Assignment -
Note each line in the data holding the string "JoinSet" and report it.

Task input -
== Segment start ==

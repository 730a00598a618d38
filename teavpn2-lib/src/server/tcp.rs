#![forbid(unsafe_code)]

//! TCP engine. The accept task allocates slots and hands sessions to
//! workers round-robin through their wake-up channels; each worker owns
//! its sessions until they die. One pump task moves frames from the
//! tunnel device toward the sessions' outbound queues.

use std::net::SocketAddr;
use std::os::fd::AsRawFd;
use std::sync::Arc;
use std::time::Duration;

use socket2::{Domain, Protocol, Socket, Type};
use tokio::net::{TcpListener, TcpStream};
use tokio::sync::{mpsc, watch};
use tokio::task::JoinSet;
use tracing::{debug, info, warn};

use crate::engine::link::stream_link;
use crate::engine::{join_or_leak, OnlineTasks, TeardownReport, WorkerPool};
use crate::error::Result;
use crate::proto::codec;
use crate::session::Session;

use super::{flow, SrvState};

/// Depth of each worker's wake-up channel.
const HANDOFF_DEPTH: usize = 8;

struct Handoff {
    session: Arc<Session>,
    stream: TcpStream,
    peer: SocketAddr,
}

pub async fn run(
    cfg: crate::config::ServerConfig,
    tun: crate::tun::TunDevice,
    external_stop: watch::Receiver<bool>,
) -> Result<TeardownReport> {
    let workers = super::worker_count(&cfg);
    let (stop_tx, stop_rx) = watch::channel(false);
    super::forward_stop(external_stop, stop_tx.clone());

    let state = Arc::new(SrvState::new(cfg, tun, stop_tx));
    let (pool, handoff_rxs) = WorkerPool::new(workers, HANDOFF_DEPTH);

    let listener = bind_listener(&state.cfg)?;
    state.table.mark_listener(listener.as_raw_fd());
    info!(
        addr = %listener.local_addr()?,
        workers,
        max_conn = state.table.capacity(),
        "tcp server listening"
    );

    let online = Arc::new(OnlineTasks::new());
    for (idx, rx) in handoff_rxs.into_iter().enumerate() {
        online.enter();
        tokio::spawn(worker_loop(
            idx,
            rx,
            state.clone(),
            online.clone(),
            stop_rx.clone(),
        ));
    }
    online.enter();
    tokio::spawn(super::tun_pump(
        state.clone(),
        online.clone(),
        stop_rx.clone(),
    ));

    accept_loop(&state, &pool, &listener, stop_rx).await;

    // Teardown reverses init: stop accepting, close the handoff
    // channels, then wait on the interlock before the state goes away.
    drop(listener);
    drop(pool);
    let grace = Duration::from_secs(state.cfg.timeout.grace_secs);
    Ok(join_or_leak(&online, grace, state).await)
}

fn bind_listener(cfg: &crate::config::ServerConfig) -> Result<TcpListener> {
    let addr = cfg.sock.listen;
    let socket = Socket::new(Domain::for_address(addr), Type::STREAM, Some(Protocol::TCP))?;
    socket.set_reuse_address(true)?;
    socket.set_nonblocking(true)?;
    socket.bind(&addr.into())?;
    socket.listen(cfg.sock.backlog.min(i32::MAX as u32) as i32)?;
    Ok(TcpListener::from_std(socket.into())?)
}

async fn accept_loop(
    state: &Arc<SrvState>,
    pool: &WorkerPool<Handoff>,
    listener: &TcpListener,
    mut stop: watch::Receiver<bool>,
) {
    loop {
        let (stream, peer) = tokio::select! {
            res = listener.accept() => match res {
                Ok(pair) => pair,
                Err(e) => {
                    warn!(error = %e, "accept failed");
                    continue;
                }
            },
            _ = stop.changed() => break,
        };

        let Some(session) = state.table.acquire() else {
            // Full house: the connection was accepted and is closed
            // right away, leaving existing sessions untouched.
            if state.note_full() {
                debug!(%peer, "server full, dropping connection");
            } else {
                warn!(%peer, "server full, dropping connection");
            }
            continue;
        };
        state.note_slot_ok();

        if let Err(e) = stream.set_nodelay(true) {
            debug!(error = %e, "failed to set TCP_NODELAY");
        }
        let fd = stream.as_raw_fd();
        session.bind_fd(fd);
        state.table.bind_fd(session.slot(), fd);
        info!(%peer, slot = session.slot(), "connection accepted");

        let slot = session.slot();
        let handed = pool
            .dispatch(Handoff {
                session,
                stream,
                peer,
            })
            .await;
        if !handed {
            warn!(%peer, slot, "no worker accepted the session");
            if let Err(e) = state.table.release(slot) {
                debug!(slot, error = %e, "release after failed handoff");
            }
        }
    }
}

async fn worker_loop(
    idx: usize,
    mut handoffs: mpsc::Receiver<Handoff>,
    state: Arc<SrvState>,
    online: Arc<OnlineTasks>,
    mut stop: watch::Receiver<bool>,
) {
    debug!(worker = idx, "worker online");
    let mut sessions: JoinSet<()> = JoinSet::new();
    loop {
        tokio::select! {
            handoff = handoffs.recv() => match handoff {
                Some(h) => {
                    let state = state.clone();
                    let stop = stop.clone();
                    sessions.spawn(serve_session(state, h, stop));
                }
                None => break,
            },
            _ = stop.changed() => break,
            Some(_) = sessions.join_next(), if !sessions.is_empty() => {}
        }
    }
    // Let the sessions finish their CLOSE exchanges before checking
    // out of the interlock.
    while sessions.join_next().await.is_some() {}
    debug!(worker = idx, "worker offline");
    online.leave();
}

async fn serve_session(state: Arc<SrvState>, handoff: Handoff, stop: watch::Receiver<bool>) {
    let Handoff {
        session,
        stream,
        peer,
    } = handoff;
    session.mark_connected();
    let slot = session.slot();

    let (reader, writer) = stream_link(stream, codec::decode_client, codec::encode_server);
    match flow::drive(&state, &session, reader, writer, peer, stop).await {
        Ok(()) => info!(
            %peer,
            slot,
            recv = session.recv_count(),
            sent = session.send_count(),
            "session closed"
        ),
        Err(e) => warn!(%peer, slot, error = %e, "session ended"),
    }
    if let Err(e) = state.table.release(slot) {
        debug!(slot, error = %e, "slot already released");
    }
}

== Segment end ==
== Segment start ==

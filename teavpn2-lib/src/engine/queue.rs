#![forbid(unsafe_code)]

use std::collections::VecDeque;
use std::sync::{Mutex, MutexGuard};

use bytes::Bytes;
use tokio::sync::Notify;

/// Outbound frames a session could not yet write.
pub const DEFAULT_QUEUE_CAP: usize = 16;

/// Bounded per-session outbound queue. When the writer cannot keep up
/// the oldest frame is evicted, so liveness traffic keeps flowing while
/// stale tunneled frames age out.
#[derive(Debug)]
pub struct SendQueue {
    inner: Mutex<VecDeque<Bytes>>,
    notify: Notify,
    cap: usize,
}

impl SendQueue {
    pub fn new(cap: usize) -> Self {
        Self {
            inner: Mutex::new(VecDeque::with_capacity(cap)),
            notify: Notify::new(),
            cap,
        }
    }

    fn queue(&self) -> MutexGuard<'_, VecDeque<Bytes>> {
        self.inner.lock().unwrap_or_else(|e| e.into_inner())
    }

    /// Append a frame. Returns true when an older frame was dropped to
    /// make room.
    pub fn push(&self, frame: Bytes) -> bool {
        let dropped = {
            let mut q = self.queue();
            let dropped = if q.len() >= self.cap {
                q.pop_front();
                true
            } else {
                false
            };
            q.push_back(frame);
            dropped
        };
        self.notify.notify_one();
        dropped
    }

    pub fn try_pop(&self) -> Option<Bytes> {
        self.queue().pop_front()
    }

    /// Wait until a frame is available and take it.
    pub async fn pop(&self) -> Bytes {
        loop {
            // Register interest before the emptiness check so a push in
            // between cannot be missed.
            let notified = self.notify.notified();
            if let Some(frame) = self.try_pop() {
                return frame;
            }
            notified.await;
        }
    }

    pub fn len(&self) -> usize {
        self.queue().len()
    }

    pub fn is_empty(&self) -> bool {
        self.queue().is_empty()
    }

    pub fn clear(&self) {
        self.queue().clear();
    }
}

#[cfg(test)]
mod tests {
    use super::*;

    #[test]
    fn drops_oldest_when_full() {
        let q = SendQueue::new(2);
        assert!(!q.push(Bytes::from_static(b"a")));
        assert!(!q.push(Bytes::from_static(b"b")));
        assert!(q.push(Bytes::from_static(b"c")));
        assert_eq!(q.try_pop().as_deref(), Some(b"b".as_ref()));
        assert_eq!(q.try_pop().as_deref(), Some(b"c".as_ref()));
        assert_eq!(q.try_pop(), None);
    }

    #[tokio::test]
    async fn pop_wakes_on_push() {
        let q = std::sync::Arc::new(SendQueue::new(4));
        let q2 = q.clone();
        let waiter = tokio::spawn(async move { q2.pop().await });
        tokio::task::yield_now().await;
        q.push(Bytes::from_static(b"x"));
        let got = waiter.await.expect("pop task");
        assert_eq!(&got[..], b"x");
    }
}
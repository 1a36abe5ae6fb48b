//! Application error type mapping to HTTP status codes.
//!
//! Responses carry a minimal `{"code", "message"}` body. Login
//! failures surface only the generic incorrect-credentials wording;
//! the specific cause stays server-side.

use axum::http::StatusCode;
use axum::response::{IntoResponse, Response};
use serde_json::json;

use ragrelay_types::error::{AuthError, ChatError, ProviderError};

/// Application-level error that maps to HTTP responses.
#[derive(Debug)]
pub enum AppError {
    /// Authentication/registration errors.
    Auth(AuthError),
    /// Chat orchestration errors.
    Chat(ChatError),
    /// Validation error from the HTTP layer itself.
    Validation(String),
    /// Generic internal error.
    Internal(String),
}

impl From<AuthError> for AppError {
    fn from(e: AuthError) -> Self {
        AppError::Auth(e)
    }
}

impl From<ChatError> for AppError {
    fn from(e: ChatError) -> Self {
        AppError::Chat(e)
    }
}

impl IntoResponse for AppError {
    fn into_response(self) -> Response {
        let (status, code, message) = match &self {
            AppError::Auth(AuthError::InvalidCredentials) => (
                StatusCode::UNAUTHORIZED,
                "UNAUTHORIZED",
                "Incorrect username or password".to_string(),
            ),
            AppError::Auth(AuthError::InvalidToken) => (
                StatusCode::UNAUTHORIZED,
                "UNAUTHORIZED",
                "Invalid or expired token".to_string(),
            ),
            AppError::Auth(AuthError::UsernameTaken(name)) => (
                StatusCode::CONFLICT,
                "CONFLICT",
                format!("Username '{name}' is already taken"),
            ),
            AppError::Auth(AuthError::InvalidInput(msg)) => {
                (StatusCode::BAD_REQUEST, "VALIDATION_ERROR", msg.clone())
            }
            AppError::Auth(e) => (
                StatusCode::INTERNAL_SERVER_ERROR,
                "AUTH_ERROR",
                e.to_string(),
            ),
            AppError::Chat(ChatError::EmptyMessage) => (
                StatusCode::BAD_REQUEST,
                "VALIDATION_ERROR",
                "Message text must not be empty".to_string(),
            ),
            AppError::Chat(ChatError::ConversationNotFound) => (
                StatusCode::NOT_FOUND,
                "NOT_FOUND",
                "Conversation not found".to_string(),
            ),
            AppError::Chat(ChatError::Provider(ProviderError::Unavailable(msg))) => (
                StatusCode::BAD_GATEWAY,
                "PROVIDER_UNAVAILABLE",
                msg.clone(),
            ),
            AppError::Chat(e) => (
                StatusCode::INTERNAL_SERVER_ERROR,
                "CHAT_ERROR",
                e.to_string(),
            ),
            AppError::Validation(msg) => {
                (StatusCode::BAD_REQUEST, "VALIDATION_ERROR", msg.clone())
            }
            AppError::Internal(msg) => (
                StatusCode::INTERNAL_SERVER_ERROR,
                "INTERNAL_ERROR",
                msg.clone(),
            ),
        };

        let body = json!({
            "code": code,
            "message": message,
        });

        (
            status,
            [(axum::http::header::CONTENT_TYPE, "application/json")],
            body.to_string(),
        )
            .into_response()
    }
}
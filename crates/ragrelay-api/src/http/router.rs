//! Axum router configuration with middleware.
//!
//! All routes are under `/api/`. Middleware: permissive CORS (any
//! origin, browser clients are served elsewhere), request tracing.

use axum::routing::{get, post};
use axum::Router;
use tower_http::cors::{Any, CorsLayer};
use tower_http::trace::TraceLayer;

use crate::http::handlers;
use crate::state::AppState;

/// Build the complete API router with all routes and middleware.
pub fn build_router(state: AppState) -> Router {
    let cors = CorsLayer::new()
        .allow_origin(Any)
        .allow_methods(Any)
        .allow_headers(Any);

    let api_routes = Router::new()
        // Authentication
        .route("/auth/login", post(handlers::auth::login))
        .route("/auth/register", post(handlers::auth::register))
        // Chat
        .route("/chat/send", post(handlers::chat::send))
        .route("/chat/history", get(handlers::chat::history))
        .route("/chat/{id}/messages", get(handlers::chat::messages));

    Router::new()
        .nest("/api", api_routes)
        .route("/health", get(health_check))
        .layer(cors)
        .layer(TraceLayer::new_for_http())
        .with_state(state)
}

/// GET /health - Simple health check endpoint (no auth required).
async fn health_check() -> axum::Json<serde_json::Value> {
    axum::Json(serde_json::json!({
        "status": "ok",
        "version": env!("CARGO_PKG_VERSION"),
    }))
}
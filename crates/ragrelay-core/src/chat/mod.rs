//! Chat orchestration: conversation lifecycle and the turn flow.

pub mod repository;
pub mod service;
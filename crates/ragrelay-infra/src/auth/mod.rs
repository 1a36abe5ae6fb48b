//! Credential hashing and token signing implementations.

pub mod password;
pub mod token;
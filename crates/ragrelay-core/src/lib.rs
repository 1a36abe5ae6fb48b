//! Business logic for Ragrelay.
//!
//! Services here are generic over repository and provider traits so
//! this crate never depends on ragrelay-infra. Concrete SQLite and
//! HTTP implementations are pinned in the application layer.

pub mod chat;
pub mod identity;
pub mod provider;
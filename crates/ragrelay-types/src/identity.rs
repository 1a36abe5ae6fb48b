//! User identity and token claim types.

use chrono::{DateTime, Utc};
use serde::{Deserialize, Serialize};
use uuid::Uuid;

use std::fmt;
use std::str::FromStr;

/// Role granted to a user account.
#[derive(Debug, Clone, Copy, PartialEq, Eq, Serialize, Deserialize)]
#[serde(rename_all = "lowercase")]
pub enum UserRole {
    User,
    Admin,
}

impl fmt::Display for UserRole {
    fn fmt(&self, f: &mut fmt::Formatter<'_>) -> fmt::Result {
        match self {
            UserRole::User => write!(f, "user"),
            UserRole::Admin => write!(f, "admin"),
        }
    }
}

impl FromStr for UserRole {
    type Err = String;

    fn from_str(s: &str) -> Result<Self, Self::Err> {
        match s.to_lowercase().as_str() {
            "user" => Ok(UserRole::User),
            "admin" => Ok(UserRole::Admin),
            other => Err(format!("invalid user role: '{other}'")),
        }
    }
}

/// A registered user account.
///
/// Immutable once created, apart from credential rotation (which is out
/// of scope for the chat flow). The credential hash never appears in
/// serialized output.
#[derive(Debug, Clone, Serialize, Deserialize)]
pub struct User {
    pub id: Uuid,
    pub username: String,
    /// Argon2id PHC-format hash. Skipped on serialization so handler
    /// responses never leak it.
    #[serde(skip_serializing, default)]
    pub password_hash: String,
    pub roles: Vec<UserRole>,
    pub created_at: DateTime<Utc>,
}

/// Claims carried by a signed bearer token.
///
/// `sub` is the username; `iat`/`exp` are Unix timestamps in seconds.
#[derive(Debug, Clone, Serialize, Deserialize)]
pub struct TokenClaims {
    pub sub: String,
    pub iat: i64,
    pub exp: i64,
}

== Segment end ==
== Segment start ==

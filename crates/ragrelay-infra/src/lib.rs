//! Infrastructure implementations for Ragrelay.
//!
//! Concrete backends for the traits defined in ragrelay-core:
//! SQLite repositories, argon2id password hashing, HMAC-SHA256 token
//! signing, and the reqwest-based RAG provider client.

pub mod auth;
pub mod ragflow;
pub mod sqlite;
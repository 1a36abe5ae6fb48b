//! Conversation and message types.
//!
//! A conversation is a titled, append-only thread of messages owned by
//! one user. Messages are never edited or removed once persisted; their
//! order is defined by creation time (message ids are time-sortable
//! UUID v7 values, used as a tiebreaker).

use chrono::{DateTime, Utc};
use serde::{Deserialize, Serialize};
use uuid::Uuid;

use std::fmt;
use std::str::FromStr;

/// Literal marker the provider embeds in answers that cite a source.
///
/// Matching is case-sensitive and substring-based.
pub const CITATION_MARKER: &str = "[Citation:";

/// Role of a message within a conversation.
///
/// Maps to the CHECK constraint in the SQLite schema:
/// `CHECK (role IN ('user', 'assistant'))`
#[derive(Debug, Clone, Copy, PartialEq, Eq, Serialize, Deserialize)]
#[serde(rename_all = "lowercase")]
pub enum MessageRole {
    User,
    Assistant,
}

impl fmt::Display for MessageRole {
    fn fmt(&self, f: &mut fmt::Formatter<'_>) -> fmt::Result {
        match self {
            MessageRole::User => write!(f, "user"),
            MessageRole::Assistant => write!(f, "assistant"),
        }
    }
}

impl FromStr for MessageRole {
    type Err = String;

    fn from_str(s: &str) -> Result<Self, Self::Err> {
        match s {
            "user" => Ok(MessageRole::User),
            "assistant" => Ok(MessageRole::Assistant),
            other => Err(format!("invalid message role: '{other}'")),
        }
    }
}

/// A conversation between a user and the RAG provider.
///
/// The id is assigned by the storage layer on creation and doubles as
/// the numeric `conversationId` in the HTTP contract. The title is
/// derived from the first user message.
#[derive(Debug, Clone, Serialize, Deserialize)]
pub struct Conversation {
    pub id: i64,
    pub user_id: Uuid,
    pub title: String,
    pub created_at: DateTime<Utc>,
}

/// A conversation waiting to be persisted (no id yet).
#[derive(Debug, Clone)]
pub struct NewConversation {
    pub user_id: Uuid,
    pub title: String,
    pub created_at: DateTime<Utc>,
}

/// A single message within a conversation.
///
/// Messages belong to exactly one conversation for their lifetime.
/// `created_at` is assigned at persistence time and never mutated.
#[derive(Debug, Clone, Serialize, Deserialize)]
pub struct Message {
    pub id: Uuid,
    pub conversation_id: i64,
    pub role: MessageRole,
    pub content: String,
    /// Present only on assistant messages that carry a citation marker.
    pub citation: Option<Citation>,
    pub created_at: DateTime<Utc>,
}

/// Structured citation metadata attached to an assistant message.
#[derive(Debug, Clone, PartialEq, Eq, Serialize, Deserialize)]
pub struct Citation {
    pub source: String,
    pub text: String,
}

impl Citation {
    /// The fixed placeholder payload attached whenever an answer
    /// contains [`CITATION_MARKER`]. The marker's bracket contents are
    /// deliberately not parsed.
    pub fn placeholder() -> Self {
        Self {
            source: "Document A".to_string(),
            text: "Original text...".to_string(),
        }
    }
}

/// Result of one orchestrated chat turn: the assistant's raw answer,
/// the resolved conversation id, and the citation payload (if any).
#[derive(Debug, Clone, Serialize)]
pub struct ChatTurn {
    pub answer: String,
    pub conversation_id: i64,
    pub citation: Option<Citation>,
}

== Segment end ==

Finished exercise -
use tokio::task::JoinSet;
    let mut sessions: JoinSet<()> = JoinSet::new();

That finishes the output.